[PATCH 9/9] ext3: do not throttle metadata and journal IO

Andrea Righi righi.andrea at gmail.com
Tue Apr 21 07:31:31 PDT 2009


On Tue, Apr 21, 2009 at 10:06:31AM -0400, Theodore Tso wrote:
> On Tue, Apr 21, 2009 at 10:30:02AM +0200, Andrea Righi wrote:
> > 
> > We're trying to address also this issue, setting max dirty pages limit
> > per cgroup, and force a direct writeback when these limits are exceeded.
> > 
> > In this case dirty ratio throttling should happen automatically because
> > the process will be throttled by the IO controller when it tries to
> > writeback the dirty pages and submit IO requests.
> 
> The challenge here will be the accounting; consider that you may have
> a file that had some of its pages in its page cache dirtied by a
> process in cgroup A.  Now another process in cgroup B dirties some
> more pages.  This could happen either via a mmap'ed file or via the
> standard read/write system calls.  How do you track which dirty pages
> should be charged against which cgroup?
> 
> 							- Ted

Some months ago I posted a proposal to account, track and limit per
cgroup dirty pages in the memory cgroup subsystem:

https://lists.linux-foundation.org/pipermail/containers/2008-September/013140.html

At the moment I'm reworking on a similar and updated version.
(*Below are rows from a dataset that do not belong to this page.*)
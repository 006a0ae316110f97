//! Task identifiers.
//!
//! Every launched work item gets a random UUID so log lines from the guard,
//! the scheduler and the escalator can be correlated.

use serde::{Deserialize, Serialize};
use uuid::Uuid;

/// Task identifier - identifies a single launched work item
#[derive(Debug, Clone, Copy, PartialEq, Eq, Hash, PartialOrd, Ord, Serialize, Deserialize)]
pub struct TaskId(Uuid);

impl TaskId {
    /// Create a new random TaskId
    #[must_use]
    pub fn new() -> Self {
        Self(Uuid::new_v4())
    }

    /// Create from UUID bytes
    #[must_use]
    pub const fn from_bytes(bytes: [u8; 16]) -> Self {
        Self(Uuid::from_bytes(bytes))
    }

    /// Get as UUID
    #[must_use]
    pub const fn as_uuid(&self) -> Uuid {
        self.0
    }
}

impl Default for TaskId {
    fn default() -> Self {
        Self::new()
    }
}

impl std::fmt::Display for TaskId {
    fn fmt(&self, f: &mut std::fmt::Formatter<'_>) -> std::fmt::Result {
        write!(f, "task_{}", self.0)
    }
}
//! Failure payloads captured from background work.

use std::any::Any;
use std::fmt;
use std::sync::Arc;

/// Marker error raised by work that observed cooperative cancellation.
///
/// Work items return it (directly or wrapped in context) from
/// `CancelSignal::check`, or panic with it as the payload.
#[derive(Debug, Clone, Copy, Default, PartialEq, Eq, Hash, thiserror::Error)]
#[error("operation was cancelled")]
pub struct Cancelled;

/// A failure that escaped a work item.
///
/// Cloning is cheap and preserves identity: every clone of an `Error` or
/// `Panic` fault points at the same allocation, see [`Fault::same_as`].
#[derive(Debug, Clone)]
pub enum Fault {
    /// The work item returned an error
    Error(Arc<anyhow::Error>),
    /// The work item panicked
    Panic {
        /// Panic message, or a placeholder for non-string payloads
        message: Arc<str>,
    },
    /// Left on a synchronous handle after escalation has already run.
    ///
    /// Carries nothing actionable; the escalator saw the real fault.
    Unreachable,
}

impl Fault {
    /// Wrap an error returned by a work item
    #[must_use]
    pub fn from_error(err: impl Into<anyhow::Error>) -> Self {
        Self::Error(Arc::new(err.into()))
    }

    /// Convert a payload caught by `catch_unwind`
    #[must_use]
    pub fn from_panic(payload: Box<dyn Any + Send>) -> Self {
        if payload.is::<Cancelled>() {
            return Self::from_error(Cancelled);
        }
        let message: Arc<str> = if let Some(s) = payload.downcast_ref::<&'static str>() {
            Arc::from(*s)
        } else if let Some(s) = payload.downcast_ref::<String>() {
            Arc::from(s.as_str())
        } else {
            Arc::from("Box<dyn Any>")
        };
        Self::Panic { message }
    }

    /// True when the error chain contains [`Cancelled`]
    #[must_use]
    pub fn is_cancellation(&self) -> bool {
        match self {
            Self::Error(err) => err.chain().any(|cause| cause.is::<Cancelled>()),
            Self::Panic { .. } | Self::Unreachable => false,
        }
    }

    /// True for the post-escalation placeholder
    #[must_use]
    pub const fn is_unreachable(&self) -> bool {
        matches!(self, Self::Unreachable)
    }

    /// Identity comparison: both values are clones of the same captured fault.
    #[must_use]
    pub fn same_as(&self, other: &Self) -> bool {
        match (self, other) {
            (Self::Error(a), Self::Error(b)) => Arc::ptr_eq(a, b),
            (Self::Panic { message: a }, Self::Panic { message: b }) => Arc::ptr_eq(a, b),
            (Self::Unreachable, Self::Unreachable) => true,
            _ => false,
        }
    }
}

impl fmt::Display for Fault {
    fn fmt(&self, f: &mut fmt::Formatter<'_>) -> fmt::Result {
        match self {
            Self::Error(err) => write!(f, "{:#}", err),
            Self::Panic { message } => write!(f, "panicked: {}", message),
            Self::Unreachable => write!(f, "unreachable: failure already escalated"),
        }
    }
}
I know
that Kamezawa is also implementing something to account per cgroup dirty
pages in memory cgroup.

Moreover, io-throttle v14 already uses the page_cgroup structure to
encode into page_cgroup->flags the cgroup ID (io-throttle css_id()
actually) that originally dirtied the page.

This should be enough to track dirty pages and charge the right cgroup.